Courtesy Trisha Calvarese campaign
Democrat Trisha Calvarese, candidate for 4th Congressional District.

Updated at 11:43 p.m. on July 6, 2025.

Trisha Calvarese has won the Democratic Primary for Colorado's 4th Congressional District. As of 11:42 p.m., Calvarese had 45.26 percent of the vote with Ike McCorkle in second place with 41.13 percent of the vote.

John Padora, Jr. was in a distant third place with 13.6 percent.

The winner of the contest will take on Republican Lauren Boebert, the conservative incumbent in the 3rd District who recently moved tot he eastern side of the state to run in the 4th District.

“I mean, it was pretty remarkable.
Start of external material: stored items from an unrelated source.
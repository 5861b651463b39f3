//! Per-request invocation values handed to functions.

use std::any::Any;
use std::collections::HashMap;

use axum::body::Body;
use bytes::Bytes;
use http::{HeaderMap, Method, Uri};
use serde_json::Value;

use daprfn_core::TopicEnvelope;

/// A request body after conversion to the trigger's destination shape.
pub enum InvocationValue {
    Null,
    Bool(bool),
    Integer(i64),
    Float(f64),
    Text(String),
    Bytes(Bytes),
    Stream(Body),
    Json(Value),
    Structured(Box<dyn Any + Send>),
    Envelope(TopicEnvelope),
}

impl InvocationValue {
    /// Take a structured value out as `T`; hands the value back on mismatch.
    pub fn into_structured<T: 'static>(self) -> Result<T, InvocationValue> {
        match self {
            InvocationValue::Structured(boxed) => boxed
                .downcast::<T>()
                .map(|t| *t)
                .map_err(InvocationValue::Structured),
            other => Err(other),
        }
    }

    pub fn as_json(&self) -> Option<&Value> {
        match self {
            InvocationValue::Json(v) => Some(v),
            _ => None,
        }
    }

    pub fn as_i64(&self) -> Option<i64> {
        match self {
            InvocationValue::Integer(n) => Some(*n),
            _ => None,
        }
    }

    pub fn as_text(&self) -> Option<&str> {
        match self {
            InvocationValue::Text(s) => Some(s),
            _ => None,
        }
    }

    pub fn kind(&self) -> &'static str {
        match self {
            InvocationValue::Null => "null",
            InvocationValue::Bool(_) => "bool",
            InvocationValue::Integer(_) => "integer",
            InvocationValue::Float(_) => "float",
            InvocationValue::Text(_) => "text",
            InvocationValue::Bytes(_) => "bytes",
            InvocationValue::Stream(_) => "stream",
            InvocationValue::Json(_) => "json",
            InvocationValue::Structured(_) => "structured",
            InvocationValue::Envelope(_) => "envelope",
        }
    }
}

impl std::fmt::Debug for InvocationValue {
    fn fmt(&self, f: &mut std::fmt::Formatter<'_>) -> std::fmt::Result {
        match self {
            InvocationValue::Null => f.write_str("Null"),
            InvocationValue::Bool(b) => f.debug_tuple("Bool").field(b).finish(),
            InvocationValue::Integer(n) => f.debug_tuple("Integer").field(n).finish(),
            InvocationValue::Float(x) => f.debug_tuple("Float").field(x).finish(),
            InvocationValue::Text(s) => f.debug_tuple("Text").field(s).finish(),
            InvocationValue::Bytes(b) => f.debug_tuple("Bytes").field(&b.len()).finish(),
            InvocationValue::Stream(_) => f.write_str("Stream(..)"),
            InvocationValue::Json(v) => f.debug_tuple("Json").field(v).finish(),
            InvocationValue::Structured(_) => f.write_str("Structured(..)"),
            InvocationValue::Envelope(e) => f.debug_tuple("Envelope").field(e).finish(),
        }
    }
}

/// Named values available to binding expressions. Lookups ignore case.
#[derive(Debug, Clone, Default, PartialEq)]
pub struct BindingData {
    values: HashMap<String, Value>,
}

impl BindingData {
    pub fn insert(&mut self, name: &str, value: Value) {
        self.values.insert(name.to_ascii_lowercase(), value);
    }

    pub fn get(&self, name: &str) -> Option<&Value> {
        self.values.get(&name.to_ascii_lowercase())
    }

    pub fn len(&self) -> usize {
        self.values.len()
    }

    pub fn is_empty(&self) -> bool {
        self.values.is_empty()
    }
}

/// Everything a function sees about one inbound request.
#[derive(Debug)]
pub struct InvocationContext {
    pub function: String,
    pub method: Method,
    pub uri: Uri,
    pub headers: HeaderMap,
    pub value: InvocationValue,
    pub binding_data: BindingData,
}

impl InvocationContext {
    /// Context with just a value, for calling functions outside the listener.
    pub fn from_value(function: impl Into<String>, value: InvocationValue) -> Self {
        Self {
            function: function.into(),
            method: Method::POST,
            uri: Uri::from_static("/"),
            headers: HeaderMap::new(),
            value,
            binding_data: BindingData::default(),
        }
    }
}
We showed up. We were the last ones in this race,” Calvarese said who claimed victory during her interview with CPR News. McCorkle has not conceded the race.

“We started in January after Boebert announced, with no money and a cell phone," she said.
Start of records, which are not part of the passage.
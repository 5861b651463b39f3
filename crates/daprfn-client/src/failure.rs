//! Mapping of sidecar responses and transport failures onto [`DaprError`].

use std::error::Error as StdError;
use std::io;

use bytes::Bytes;
use http::StatusCode;
use serde_json::Value;
use tracing::warn;

use daprfn_core::error::codes;
use daprfn_core::{DaprError, DaprResult, ErrorKind};

const NOT_FOUND_MESSAGE: &str = "The requested Dapr resource is not properly configured.";
const NO_MESSAGE: &str = "No meaningful error message is returned.";
const INVALID_BODY_MESSAGE: &str =
    "The returned error message from Dapr Service is not a valid JSON Object.";

/// Turn a non-success sidecar response into a classified error.
///
/// The sidecar reports failures as `{"errorCode": "...", "message": "..."}`.
/// A 404 keeps its own code and message when present; any other status
/// keeps the raw status code.
pub fn check_status(status: StatusCode, body: &Bytes) -> DaprResult<()> {
    if status.is_success() {
        return Ok(());
    }

    warn!(%status, "Dapr sidecar returned an error");

    let mut error_code = None;
    let mut message = None;

    if !body.is_empty() {
        match serde_json::from_slice::<Value>(body) {
            Ok(parsed) => {
                error_code = text_field(&parsed, "errorCode");
                message = text_field(&parsed, "message");
            }
            Err(e) if status != StatusCode::NOT_FOUND => {
                return Err(DaprError::new(
                    ErrorKind::Unknown,
                    status,
                    codes::ERR_UNKNOWN,
                    INVALID_BODY_MESSAGE,
                )
                .with_source(e));
            }
            Err(_) => {}
        }
    }

    if status == StatusCode::NOT_FOUND {
        return Err(DaprError::resource_does_not_exist(
            error_code.unwrap_or_else(|| codes::ERR_DAPR_RESOURCE_DOES_NOT_EXIST.to_string()),
            message.unwrap_or_else(|| NOT_FOUND_MESSAGE.to_string()),
        ));
    }

    Err(DaprError::new(
        ErrorKind::UpstreamRequestFailed,
        status,
        error_code.unwrap_or_else(|| codes::ERR_UNKNOWN.to_string()),
        message.unwrap_or_else(|| NO_MESSAGE.to_string()),
    ))
}

/// Classify a transport failure (the request never got a response).
pub fn transport_error(err: hyper_util::client::legacy::Error) -> DaprError {
    if is_connection_refused(&err) {
        return DaprError::sidecar_unreachable().with_source(err);
    }
    DaprError::request_failed(format!("request to Dapr sidecar failed: {err}")).with_source(err)
}

/// Walk the error chain looking for `ECONNREFUSED`.
pub fn is_connection_refused(err: &(dyn StdError + 'static)) -> bool {
    let mut current: Option<&(dyn StdError + 'static)> = Some(err);
    while let Some(e) = current {
        if let Some(io_err) = e.downcast_ref::<io::Error>() {
            if io_err.kind() == io::ErrorKind::ConnectionRefused {
                return true;
            }
        }
        current = e.source();
    }
    false
}

fn text_field(value: &Value, name: &str) -> Option<String> {
    match value.get(name)? {
        Value::Null => None,
        Value::String(s) if s.is_empty() => None,
        Value::String(s) => Some(s.clone()),
        other => Some(other.to_string()),
    }
}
She credited hard work and grassroots organizing.

“I personally made thousands of calls. And it's my message that I am from here,” she said. “I'm a daughter of the district and I am running to serve the people of our district first. Not politics, it's people.”

While she appears headed to victory in the Democratic primary, Calvarese lost in the CD4 Special Election to Greg Lopez. He won the contest to replace resigning Rep. Ken Buck with 58.62 percent of the vote, Clavarese had 34.22 percent in that contest.

Calvarese describes herself as the “hometown” candidate. She was raised in Highlands Ranch, then left Colorado to work for the U.S. Civil Service and the AFL-CIO before returning to the state in the fall of 2023 to care for her aging parents. Both died in the last year and she spoke from their home.  “I returned to provide end of life care because both of my parents had cancer and they passed away last fall in the comfort of home,” she said.

Even if she holds onto the Democratic victory, her loss in the special election may foretell a challenging race against Boebert who, though controversial, has a national following and is likely to have deep pockets.

When asked if she could win, Calvarese said: "We have a poll that shows we can, I need folks to pitch in though so that I can get my message out.”